Under certain circumstances, previously allocated low-income housing credits may be returned to the state agency. Under Treasury Regulation §1.42-14(d)(2)(ii), these credits may be returned up to 180 days following the close of the first tax year of the credit period. These credits are returned to the state’s credit ceiling and may be reallocated to another qualified low-income project. If the entire credit is returned, and 8609s have been issued by the Agency, the 8823 is used to notify the IRS that the credit has been returned. Treas. Reg. §1.42-14 specifies the four possible reasons for the return of the allocated credit:

 

  1. The building is not placed in service within the required time period or fails to meet the minimum set-aside requirements of §42(g)(1) by the close of the first year of the credit period;
  2. The building does not comply with the terms of the allocation. The terms of the allocation are the written conditions agreed to by the state agency and the allocation recipient in the allocation document.
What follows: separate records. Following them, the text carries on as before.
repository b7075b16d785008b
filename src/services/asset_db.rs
use rusqlite::{params, Connection, OptionalExtension};
use std::path::Path;

use inky_palette::IndexedImage;

use crate::error::Result;
use crate::services::sink::ImageSink;

/// One row of the `images` table
#[derive(Debug, Clone, PartialEq, Eq)]
pub struct StoredImage {
    pub id: String,
    pub width: u32,
    pub height: u32,
    pub data: Vec<u8>,
}

impl StoredImage {
    /// Reinterpret the stored blob as palette indices.
    pub fn to_indexed(&self) -> Result<IndexedImage> {
        Ok(IndexedImage::new(self.data.clone(), self.width, self.height)?)
    }
}

/// SQLite asset database read by the display firmware.
pub struct AssetDb {
    conn: Connection,
}

impl AssetDb {
    /// Open (or create) the database file at `path`.
    pub fn open(path: &Path) -> Result<Self> {
        let conn = Connection::open(path)?;
        tracing::debug!(path = %path.display(), "Opened asset database");
        Ok(Self { conn })
    }

    /// In-memory database, used by tests.
    pub fn open_in_memory() -> Result<Self> {
        Ok(Self {
            conn: Connection::open_in_memory()?,
        })
    }

    // Image operations

    /// Drop and recreate the `images` table.
    pub fn reset_images(&self) -> Result<()> {
        self.conn.execute("DROP TABLE IF EXISTS images", [])?;
        self.conn.execute(
            "CREATE TABLE images(
                id TEXT PRIMARY KEY,
                width INT,
                height INT,
                data BLOB
            )",
            [],
        )?;
        Ok(())
    }

    /// Insert an image, replacing any existing row with the same id.
    pub fn add_image(&self, id: &str, width: u32, height: u32, data: &[u8]) -> Result<()> {
        self.conn.execute(
            "INSERT OR REPLACE INTO images (id, width, height, data) VALUES (?1, ?2, ?3, ?4)",
            params![id, width, height, data],
        )?;
        Ok(())
    }

    pub fn image(&self, id: &str) -> Result<Option<StoredImage>> {
        let image = self
            .conn
            .query_row(
                "SELECT id, width, height, data FROM images WHERE id = ?1",
                params![id],
                |row| {
                    Ok(StoredImage {
                        id: row.get(0)?,
                        width: row.get(1)?,
                        height: row.get(2)?,
                        data: row.get(3)?,
                    })
                },
            )
            .optional()?;
        Ok(image)
    }

    /// All image ids, sorted.
    pub fn image_ids(&self) -> Result<Vec<String>> {
        let mut stmt = self.conn.prepare("SELECT id FROM images ORDER BY id")?;
        let ids = stmt
            .query_map([], |row| row.get(0))?
            .collect::<std::result::Result<Vec<String>, _>>()?;
        Ok(ids)
    }
}

impl ImageSink for AssetDb {
    fn store(&mut self, name: &str, image: &IndexedImage) -> Result<()> {
        self.add_image(name, image.width(), image.height(), image.indices())
    }
}
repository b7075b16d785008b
//! The fixed display palette
//!
//! This module provides the eight-entry palette table, nearest-color search
//! and the error type for palette lookups.

mod error;
mod palette;

pub use error::PaletteError;
pub use palette::{nearest_color, nearest_index, PaletteColor, PaletteEntry, PALETTE};
//! inky-palette: 7-color palette conversion for Inky e-ink displays
//!
//! This library turns RGBA artwork into the one-byte-per-pixel indexed
//! format the Inky Impression panel consumes: eight fixed colors, no
//! anti-aliasing, transparency mapped to white.
//!
//! # Quick Start
//!
//! The [`Converter`] builder is the primary entry point:
//!
//! ```
//! use inky_palette::{Converter, Rgba, RgbaImage};
//!
//! let image = RgbaImage::filled(4, 4, Rgba::opaque(255, 255, 255));
//! let indexed = Converter::new().convert(image).unwrap();
//!
//! assert_eq!(indexed.indices(), &[1u8; 16]);
//! ```
//!
//! # Pipeline
//!
//! ```text
//! RgbaImage                 (decoded elsewhere)
//!     |
//!     v
//! [resize]                  per output pixel:
//!     |                       is_dithered?  -> nearest neighbor
//!     |                       otherwise     -> bilinear
//!     v
//! [add_border]              yellow exterior edges -> black outline
//!     |
//!     v
//! quantize                  alpha < 128      -> 1 (white)
//!     |                     otherwise        -> nearest_index(r, g, b)
//!     v
//! IndexedImage              one byte per pixel, 0..=7
//! ```
//!
//! # Palette
//!
//! | Index | Color  | RGB             |
//! |-------|--------|-----------------|
//! | 0     | black  | (0, 0, 0)       |
//! | 1     | white  | (255, 255, 255) |
//! | 2     | green  | (0, 255, 0)     |
//! | 3     | blue   | (0, 0, 255)     |
//! | 4     | red    | (255, 0, 0)     |
//! | 5     | yellow | (255, 255, 0)   |
//! | 6     | orange | (255, 128, 0)   |
//! | 7     | clear  | (224, 224, 224) |
//!
//! Matching is squared Euclidean distance on raw RGB bytes; ties go to the
//! lower index.
//!
//! # Two Notions of Transparency
//!
//! The quantizer treats only `alpha < 128` as transparent. Border synthesis
//! additionally treats opaque near-white pixels (all channels above 240) as
//! background. Quantization never sees that second definition.

pub mod api;
pub mod color;
pub mod constants;
pub mod output;
pub mod palette;
pub mod preprocess;


pub use api::{ConvertError, Converter};
pub use color::{Rgba, RgbaImage};
pub use output::{quantize, IndexedImage};
pub use palette::{nearest_color, nearest_index, PaletteColor, PaletteEntry, PaletteError, PALETTE};
pub use preprocess::{add_border, is_dithered, resize, ConvertOptions};
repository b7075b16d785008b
//! Unified error type for the inky-palette public API.

use thiserror::Error;

/// Error type for conversion operations.
///
/// Conversion is deterministic, so none of these are transient: retrying
/// with the same input fails the same way.
///
/// # Example
///
/// ```
/// use inky_palette::{ConvertError, Converter, Rgba, RgbaImage};
///
/// let image = RgbaImage::filled(4, 4, Rgba::BLACK);
/// let result = Converter::new().resize(0, 2).convert(image);
///
/// assert!(matches!(result, Err(ConvertError::InvalidDimensions { width: 0, height: 2 })));
/// ```
#[derive(Debug, Clone, PartialEq, Eq, Error)]
pub enum ConvertError {
    /// Image or resize target with a zero dimension
    #[error("invalid dimensions {width}x{height}: both must be positive")]
    InvalidDimensions {
        /// Requested width
        width: u32,
        /// Requested height
        height: u32,
    },
    /// Pixel buffer length does not match the dimensions
    #[error("buffer size mismatch: expected {expected} bytes, got {actual}")]
    BufferSize {
        /// Length implied by the dimensions
        expected: usize,
        /// Length actually supplied
        actual: usize,
    },
    /// Indexed buffer holds a byte outside the palette
    #[error("palette index {index} out of range")]
    InvalidIndex {
        /// The offending byte
        index: u8,
    },
}

#[cfg(test)]
mod tests {
    use super::*;

    #[test]
    fn test_invalid_dimensions_message() {
        let error = ConvertError::InvalidDimensions {
            width: 0,
            height: 160,
        };
        assert_eq!(
            error.to_string(),
            "invalid dimensions 0x160: both must be positive"
        );
    }

    #[test]
    fn test_buffer_size_message() {
        let error = ConvertError::BufferSize {
            expected: 16,
            actual: 12,
        };
        assert_eq!(
            error.to_string(),
            "buffer size mismatch: expected 16 bytes, got 12"
        );
    }
}
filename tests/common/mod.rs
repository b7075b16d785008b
//! Common test infrastructure for inky-assets integration tests.
//!
//! Each test file compiles its own copy of this module, so items may appear
//! unused from the perspective of a single test file even though they're
//! used elsewhere.

#![allow(dead_code)]
#![allow(unused_imports)]

pub mod assertions;
pub mod fixtures;

pub use assertions::*;
pub use fixtures::*;
//! C++ header generation for embedding palette-indexed images in firmware.
//!
//! Two layouts are produced: a header for a single image
//! (`namespace image_<name>`), and a combined icon set
//! (`namespace weather_icons`) with a name-to-icon lookup map.

use std::path::{Path, PathBuf};

use inky_palette::{IndexedImage, PaletteColor};

use crate::error::Result;
use crate::models::NamedImage;

const BYTES_PER_LINE: usize = 16;
const ICON_SET_GUARD: &str = "WEATHER_ICONS_H";
const ICON_SET_NAMESPACE: &str = "weather_icons";

/// Replace every character that cannot appear in a C++ identifier with `_`.
pub fn sanitize_identifier(name: &str) -> String {
    name.chars()
        .map(|c| if c.is_ascii_alphanumeric() || c == '_' { c } else { '_' })
        .collect()
}

/// Namespace used for one icon inside the icon set. Names starting with a
/// digit get an `icon_` prefix.
pub fn icon_namespace(name: &str) -> String {
    let ident = sanitize_identifier(name);
    if ident.starts_with(|c: char| c.is_ascii_digit()) {
        format!("icon_{}", ident)
    } else {
        ident
    }
}

/// Default header path for a single image: `<stem>.h` in the working directory.
pub fn default_header_path(input: &Path) -> PathBuf {
    PathBuf::from(format!("{}.h", NamedImage::name_from_path(input)))
}

fn palette_legend() -> String {
    let entries: Vec<String> = PaletteColor::ALL
        .iter()
        .map(|c| {
            let mut name = c.name().to_string();
            if let Some(first) = name.get_mut(0..1) {
                first.make_ascii_uppercase();
            }
            format!("{}={}", c.index(), name)
        })
        .collect();
    format!("// Palette-indexed data ({})\n", entries.join(", "))
}

/// Append `data` as comma separated `0x..` bytes, sixteen per line.
fn write_hex_rows(out: &mut String, data: &[u8], indent: &str) {
    for (row_index, row) in data.chunks(BYTES_PER_LINE).enumerate() {
        out.push_str(indent);
        let is_last_row = (row_index + 1) * BYTES_PER_LINE >= data.len();
        let cells: Vec<String> = row.iter().map(|b| format!("0x{:02x}", b)).collect();
        out.push_str(&cells.join(", "));
        if !is_last_row {
            out.push(',');
        }
        out.push('\n');
    }
}

/// Render the header for a single image.
pub fn render_image_header(name: &str, image: &IndexedImage) -> String {
    let ident = sanitize_identifier(name);
    let guard = format!("IMAGE_{}_H", ident.to_ascii_uppercase());

    let mut out = String::new();
    out.push_str(&format!("// Auto-generated image data for {}\n", name));
    out.push_str(&format!("// Dimensions: {}x{}\n", image.width(), image.height()));
    out.push_str(&format!("#ifndef {}\n", guard));
    out.push_str(&format!("#define {}\n\n", guard));
    out.push_str("#include <cstdint>\n\n");
    out.push_str(&format!("namespace image_{} {{\n\n", ident));
    out.push_str(&format!("constexpr int width = {};\n", image.width()));
    out.push_str(&format!("constexpr int height = {};\n\n", image.height()));
    out.push_str(&palette_legend());
    out.push_str("const uint8_t data[] = {\n");
    write_hex_rows(&mut out, image.indices(), "    ");
    out.push_str("};\n\n");
    out.push_str(&format!("}} // namespace image_{}\n\n", ident));
    out.push_str(&format!("#endif // {}\n", guard));
    out
}

/// Render the combined icon-set header.
///
/// Icon blocks appear in the order given; the lookup map is sorted by name.
pub fn render_icon_header(icons: &[NamedImage]) -> String {
    let mut out = String::new();
    out.push_str("// Auto-generated weather icon data\n");
    out.push_str("// Contains all weather icons as embedded C++ data\n");
    out.push_str(&format!("#ifndef {}\n", ICON_SET_GUARD));
    out.push_str(&format!("#define {}\n\n", ICON_SET_GUARD));
    out.push_str("#include <cstdint>\n#include <map>\n#include <string>\n\n");
    out.push_str(&format!("namespace {} {{\n\n", ICON_SET_NAMESPACE));

    for icon in icons {
        let ns = icon_namespace(&icon.name);
        let (w, h) = (icon.image.width(), icon.image.height());
        out.push_str(&format!("// Icon: {} ({}x{})\n", icon.name, w, h));
        out.push_str(&format!("namespace {} {{\n", ns));
        out.push_str(&format!("    constexpr int width = {};\n", w));
        out.push_str(&format!("    constexpr int height = {};\n", h));
        out.push_str("    const uint8_t data[] = {\n");
        write_hex_rows(&mut out, icon.image.indices(), "        ");
        out.push_str("    };\n");
        out.push_str(&format!("}} // namespace {}\n\n", ns));
    }

    out.push_str("struct IconInfo {\n");
    out.push_str("    int width;\n    int height;\n    const uint8_t* data;\n");
    out.push_str("};\n\n");

    let mut by_name: Vec<&NamedImage> = icons.iter().collect();
    by_name.sort_by(|a, b| a.name.cmp(&b.name));
    by_name.dedup_by(|a, b| a.name == b.name);

    out.push_str("const std::map<std::string, IconInfo> icons = {\n");
    for icon in by_name {
        out.push_str(&format!(
            "    {{\"{}\", {{{}, {}, {}::data}}}},\n",
            icon.name,
            icon.image.width(),
            icon.image.height(),
            icon_namespace(&icon.name)
        ));
    }
    out.push_str("};\n\n");

    out.push_str("// Helper function to get icon by name\n");
    out.push_str("inline const IconInfo* get_icon(const std::string& name) {\n");
    out.push_str("    auto it = icons.find(name);\n");
    out.push_str("    return (it != icons.end()) ? &it->second : nullptr;\n");
    out.push_str("}\n\n");

    out.push_str(&format!("}} // namespace {}\n\n", ICON_SET_NAMESPACE));
    out.push_str(&format!("#endif // {}\n", ICON_SET_GUARD));
    out
}

/// Write a single-image header to `path`.
pub fn write_image_header(path: &Path, image: &NamedImage) -> Result<()> {
    std::fs::write(path, render_image_header(&image.name, &image.image))?;
    tracing::info!(path = %path.display(), name = %image.name, "Saved header");
    Ok(())
}

/// Write the icon-set header to `path`.
pub fn write_icon_header(path: &Path, icons: &[NamedImage]) -> Result<()> {
    std::fs::write(path, render_icon_header(icons))?;
    tracing::info!(path = %path.display(), icons = icons.len(), "Saved combined header");
    Ok(())
}
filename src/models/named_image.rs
use inky_palette::IndexedImage;
use std::path::Path;

/// A converted image together with the asset name it is stored under.
#[derive(Debug, Clone, PartialEq)]
pub struct NamedImage {
    /// Asset name, normally the source file stem
    pub name: String,
    pub image: IndexedImage,
}

impl NamedImage {
    pub fn new(name: impl Into<String>, image: IndexedImage) -> Self {
        Self {
            name: name.into(),
            image,
        }
    }

    /// Name derived from a file path: the file name with its extension
    /// stripped.
    pub fn name_from_path(path: &Path) -> String {
        path.file_stem()
            .map(|s| s.to_string_lossy().into_owned())
            .unwrap_or_default()
    }
}
pub mod collision;
pub mod drag;
pub mod stepper;
pub mod tutorial;
//! Single-pointer drag sessions: press, threshold, carry, drop.
//!
//! One session per surface. A press on an entity opens a session; the
//! press becomes a tap or a drag depending on how far the pointer travels
//! before release. Toddler fingers wobble, so a press that wiggles under
//! the threshold still counts as a clean tap.

use glam::Vec2;

use crate::api::game::EngineContext;
use crate::api::types::{EntityId, GameEvent, RejectReason};
use crate::components::entity::{Lifecycle, Shake};
use crate::components::layer::Layer;
use crate::input::queue::InputEvent;
use crate::systems::collision::{classify_drop, hit_test, DropVerdict};

#[derive(Debug)]
struct DragSession {
    entity: EntityId,
    pressed_at: Vec2,
    last: Vec2,
    /// Pointer-to-center offset captured at the grab, so the item does
    /// not jump under the finger.
    grab_offset: Vec2,
    /// The pointer crossed the drag threshold at some point.
    moved: bool,
    /// The session promoted into a live drag.
    dragging: bool,
    base_scale: f32,
    /// Siblings dimmed for this drag, with their original alpha.
    dimmed: Vec<(EntityId, f32)>,
}

/// Tracks the one live pointer session and turns raw pointer events into
/// taps, drags and drop verdicts.
#[derive(Debug, Default)]
pub struct DragController {
    session: Option<DragSession>,
}

impl DragController {
    pub fn new() -> Self {
        Self::default()
    }

    /// The entity currently being carried, if a drag is live.
    pub fn held(&self) -> Option<EntityId> {
        self.session.as_ref().filter(|s| s.dragging).map(|s| s.entity)
    }

    /// Feed one pointer event through the state machine.
    pub fn handle(&mut self, event: InputEvent, ctx: &mut EngineContext) {
        match event {
            InputEvent::PointerDown { x, y } => self.press(Vec2::new(x, y), ctx),
            InputEvent::PointerMove { x, y } => self.motion(Vec2::new(x, y), ctx),
            InputEvent::PointerUp { x, y } => self.release(Vec2::new(x, y), ctx),
            // Platform cancel = release at the last known position.
            InputEvent::PointerCancel => {
                if let Some(last) = self.session.as_ref().map(|s| s.last) {
                    self.release(last, ctx);
                }
            }
            InputEvent::Command { .. } => {}
        }
    }

    /// Tear down any live session without resolving a drop: the carried
    /// item snaps straight home. Used at session shutdown.
    pub fn abort(&mut self, ctx: &mut EngineContext) {
        let session = match self.session.take() {
            Some(s) => s,
            None => return,
        };
        restore_dimmed(&session, ctx);
        if session.dragging {
            if let Some(e) = ctx.store.get_mut(session.entity) {
                e.scale = session.base_scale;
                e.pos = e.home;
                e.layer = e.home_layer;
                e.state = Lifecycle::Active;
            }
        }
    }

    fn press(&mut self, p: Vec2, ctx: &mut EngineContext) {
        if self.session.is_some() {
            // Second finger while a session is live: first touch wins.
            log::debug!("pointer down during live session, ignoring");
            return;
        }
        let id = match hit_test(&ctx.store, p) {
            Some(id) => id,
            None => return,
        };
        let center = ctx.store.get(id).map(|e| e.pos).unwrap_or(p);
        self.session = Some(DragSession {
            entity: id,
            pressed_at: p,
            last: p,
            grab_offset: p - center,
            moved: false,
            dragging: false,
            base_scale: 1.0,
            dimmed: Vec::new(),
        });
    }

    fn motion(&mut self, p: Vec2, ctx: &mut EngineContext) {
        let session = match &mut self.session {
            Some(s) => s,
            None => return,
        };
        session.last = p;

        if !session.moved && p.distance(session.pressed_at) > ctx.config.drag_threshold {
            session.moved = true;
            let liftable = ctx
                .store
                .get(session.entity)
                .map(|e| e.draggable && e.state == Lifecycle::Active)
                .unwrap_or(false);
            if liftable {
                let allowed = ctx
                    .store
                    .get(session.entity)
                    .map(|e| ctx.tutorial.allows_drag(e))
                    .unwrap_or(false);
                if allowed {
                    session.dragging = true;
                    Self::begin_drag(session, ctx);
                } else {
                    ctx.nudge_tutorial();
                }
            }
        }

        if session.dragging {
            if let Some(e) = ctx.store.get_mut(session.entity) {
                e.pos = p - session.grab_offset;
            }
        }
    }

    fn release(&mut self, p: Vec2, ctx: &mut EngineContext) {
        let session = match self.session.take() {
            Some(s) => s,
            None => return,
        };
        if session.dragging {
            Self::finish_drag(session, p, ctx);
        } else if !session.moved {
            Self::finish_tap(session, ctx);
        }
        // A press that wandered past the threshold without becoming a
        // drag is neither tap nor drop; it just ends.
    }

    fn begin_drag(session: &mut DragSession, ctx: &mut EngineContext) {
        let id = session.entity;
        ctx.tweens.remove_entity(id);

        let dim = ctx.config.sibling_dim_alpha;
        let drag_scale = ctx.config.drag_scale;
        let mut dimmed = Vec::new();
        for e in ctx.store.iter_mut() {
            if e.id == id {
                session.base_scale = e.scale;
                e.state = Lifecycle::Held;
                // A grab permanently claims the item from its fall script.
                e.fall = None;
                e.shake = None;
                e.layer = Layer::Drag;
                e.scale *= drag_scale;
            } else if e.draggable && e.state == Lifecycle::Active {
                dimmed.push((e.id, e.alpha));
                e.alpha = dim;
            }
        }
        session.dimmed = dimmed;
    }

    fn finish_tap(session: DragSession, ctx: &mut EngineContext) {
        let id = session.entity;
        let hit = match ctx.store.get(id) {
            Some(e) if e.state == Lifecycle::Active => {
                Some((e.kind, e.payload(), ctx.tutorial.allows_tap(e)))
            }
            _ => None,
        };
        match hit {
            Some((kind, payload, true)) => {
                ctx.emit_event(GameEvent::EntityTapped { id, kind, payload });
            }
            Some((_, _, false)) => ctx.nudge_tutorial(),
            None => {}
        }
    }

    fn finish_drag(session: DragSession, p: Vec2, ctx: &mut EngineContext) {
        let id = session.entity;
        restore_dimmed(&session, ctx);
        if let Some(e) = ctx.store.get_mut(id) {
            e.scale = session.base_scale;
        }

        let verdict = match ctx.store.get(id) {
            Some(e) => classify_drop(&ctx.zones, e, p),
            None => return,
        };

        match verdict {
            DropVerdict::Accepted { zone } => {
                if let Some(z) = ctx.zones.get_mut(zone) {
                    z.filled += 1;
                }
                let payload = ctx.store.get(id).and_then(|e| e.payload());
                ctx.tweens.remove_entity(id);
                ctx.store.despawn(id);
                ctx.emit_event(GameEvent::DropAccepted { id, zone, payload });
            }
            DropVerdict::Rejected { zone, reason } => {
                ctx.emit_event(GameEvent::DropRejected { id, zone, reason });
                match reason {
                    // The zone protests: shake where it was dropped, then
                    // the stepper launches the flight home.
                    RejectReason::WrongItem => {
                        let now = ctx.now_ms();
                        let duration = ctx.config.shake_duration_ms;
                        if let Some(e) = ctx.store.get_mut(id) {
                            e.state = Lifecycle::Returning;
                            e.shake = Some(Shake::new(
                                e.pos,
                                now,
                                duration,
                                Shake::DEFAULT_AMPLITUDE,
                                Shake::DEFAULT_CYCLES,
                            ));
                        }
                    }
                    // Open space: quiet flight home, no protest.
                    RejectReason::MissedZone => {
                        ctx.return_home(id);
                    }
                }
            }
        }
    }
}

fn restore_dimmed(session: &DragSession, ctx: &mut EngineContext) {
    for (id, alpha) in &session.dimmed {
        if let Some(e) = ctx.store.get_mut(*id) {
            e.alpha = *alpha;
        }
    }
}
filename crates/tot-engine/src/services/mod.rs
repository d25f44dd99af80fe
pub mod flags;
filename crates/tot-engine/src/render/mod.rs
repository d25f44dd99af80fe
pub mod visual;
//! Persistent flag storage behind a trait.
//!
//! The engine records tiny facts ("tutorial seen") and the host decides
//! where they live: LocalStorage, a settings file, or nowhere. Values are
//! loose JSON so hosts with existing preference blobs can pass them
//! through untouched.

use std::collections::HashMap;

use serde::{Deserialize, Serialize};
use serde_json::Value;

/// Host-provided key/value storage for persistent flags.
pub trait FlagStore {
    fn get(&self, key: &str) -> Option<Value>;
    fn set(&mut self, key: &str, value: Value);
    fn remove(&mut self, key: &str);
}

/// Interpret a stored flag value as a boolean.
/// Malformed values count as unset (and are logged), never as errors.
pub fn is_truthy(key: &str, value: &Value) -> bool {
    match value {
        Value::Bool(b) => *b,
        Value::Number(n) => n.as_f64().map(|v| v != 0.0).unwrap_or(false),
        other => {
            log::warn!("flag '{}' has malformed value {:?}, treating as unset", key, other);
            false
        }
    }
}

/// In-memory flag store: the default when the host provides none, and the
/// workhorse for tests. Serializable so a host can snapshot it to JSON
/// and restore it next launch.
#[derive(Debug, Default, Clone, Serialize, Deserialize)]
pub struct MemoryFlags {
    map: HashMap<String, Value>,
}

impl MemoryFlags {
    pub fn new() -> Self {
        Self::default()
    }

    /// Serialize to a JSON string for host-side persistence.
    pub fn to_json(&self) -> String {
        serde_json::to_string(self).unwrap_or_else(|_| "{}".to_string())
    }

    /// Restore from a JSON string. A corrupt blob yields an empty store.
    pub fn from_json(json: &str) -> Self {
        match serde_json::from_str(json) {
            Ok(flags) => flags,
            Err(err) => {
                log::warn!("failed to parse flag snapshot: {}", err);
                Self::default()
            }
        }
    }
}

impl FlagStore for MemoryFlags {
    fn get(&self, key: &str) -> Option<Value> {
        self.map.get(key).cloned()
    }

    fn set(&mut self, key: &str, value: Value) {
        self.map.insert(key.to_string(), value);
    }

    fn remove(&mut self, key: &str) {
        self.map.remove(key);
    }
}
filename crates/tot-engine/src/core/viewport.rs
use glam::Vec2;

/// World-space viewport dimensions, in game units.
///
/// The host reports its canvas size here; zones relayout against it and
/// ruled spawns place entities inside it. Resizing mid-session is safe.
#[derive(Debug, Clone, Copy, PartialEq)]
pub struct Viewport {
    pub width: f32,
    pub height: f32,
}

impl Viewport {
    pub fn new(width: f32, height: f32) -> Self {
        Self { width, height }
    }

    pub fn set(&mut self, width: f32, height: f32) {
        self.width = width;
        self.height = height;
    }

    /// Center of the viewport.
    pub fn center(&self) -> Vec2 {
        Vec2::new(self.width * 0.5, self.height * 0.5)
    }

    /// Convert a fractional position (0..1 on both axes) to world space.
    pub fn at(&self, fx: f32, fy: f32) -> Vec2 {
        Vec2::new(fx * self.width, fy * self.height)
    }
}

impl Default for Viewport {
    fn default() -> Self {
        Self::new(800.0, 600.0)
    }
}
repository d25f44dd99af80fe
use crate::api::types::GameEvent;

/// One-shot timers keyed by token.
///
/// Games schedule a delay and watch for the matching `TimerFired` event;
/// there are no callbacks, so timer handling stays inside `update` like
/// every other reaction.
#[derive(Debug, Default)]
pub struct TimerQueue {
    timers: Vec<(u32, f64)>,
    next_token: u32,
}

impl TimerQueue {
    pub fn new() -> Self {
        Self::default()
    }

    /// Schedule a timer to fire `delay_ms` after `now_ms`. Returns its token.
    pub fn schedule(&mut self, now_ms: f64, delay_ms: f64) -> u32 {
        let token = self.next_token;
        self.next_token = self.next_token.wrapping_add(1);
        self.timers.push((token, now_ms + delay_ms));
        token
    }

    /// Cancel a pending timer. Returns false if it already fired or never existed.
    pub fn cancel(&mut self, token: u32) -> bool {
        let before = self.timers.len();
        self.timers.retain(|(t, _)| *t != token);
        self.timers.len() != before
    }

    /// Fire every due timer into `events`, in schedule order.
    pub fn tick(&mut self, now_ms: f64, events: &mut Vec<GameEvent>, max_events: usize) {
        let mut i = 0;
        while i < self.timers.len() {
            let (token, due) = self.timers[i];
            if now_ms >= due {
                self.timers.remove(i);
                crate::api::game::push_event_capped(events, max_events, GameEvent::TimerFired { token });
            } else {
                i += 1;
            }
        }
    }

    pub fn len(&self) -> usize {
        self.timers.len()
    }

    pub fn is_empty(&self) -> bool {
        self.timers.is_empty()
    }

    pub fn clear(&mut self) {
        self.timers.clear();
    }
}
Note that this is generally the only time credit can be removed for an Extended Use Agreement violation;
  3. The owner and state agency mutually agree to cancel an allocation of credit; and
  4. The Agency determines that the amount of credit allocated to a project is not necessary for the financial feasibility of the project throughout the credit period.

 

E.g., the end of the tax year for a project is December 31, 2015. The state agency determines (no later than June 28, 2016) that the property is not complying with the requirements of the Extended Use Agreement. The entire amount of credit may be removed from the project and returned to the Agency.

 

Noncompliance During the 15-Year Compliance Period

 

Typical issues that may justify a state agency’s determination that a taxpayer is no longer participating in the program include:

  • Egregious noncompliance; i.e., conspicuous, flagrant, and systemic in nature and includes the failure to make reasonable attempts to comply with the requirements of the program;
  • Careless, reckless, or intentional disregard of program requirements;
  • The taxpayer’s voluntary withdrawal of the building from the §42 program, while still retaining ownership. E.g., the owner converts all units to market rate;
  • The owner fails to respond to repeated notices for monitoring reviews; or
  • The owner repeatedly fails to submit annual reports and owner certifications.

 

Once a building is removed from the program, credit associated with the building is disallowed, and recapture of a portion of prior claimed credit may occur.

 

Reinstatement into the Program

 

Only the state agency that allocates credits to a project can reinstate that project to the tax credit program. This could occur if:

  • The owner brings the building back into compliance. If the state permits it, the taxpayer may resume claiming credits if the noncompliance is corrected and the credit is otherwise allowable; or
  • A new owner acquires the project, brings it back into compliance, and wishes to participate in the program.

 

If a building is reinstated to the program, the taxpayer will be required to provide documentation proving the date the building was reinstated. The owner will be required to demonstrate that:

  • The original noncompliance issues that resulted in the state agency’s determination have been resolved;
  • The Extended Use Agreement is in effect and recorded as a restrictive covenant;
  • All required certifications have been filed with the state agency for each taxable year beginning with the year of reinstatement; and
  • The state agency has resumed compliance monitoring activities.

 

While removal from the LIHTC program is rare, it does happen. What is important for owners of tax credit properties to be aware of is that such removal is completely within the authority of the state agency, and that only the state agency can return a property to the program once removed.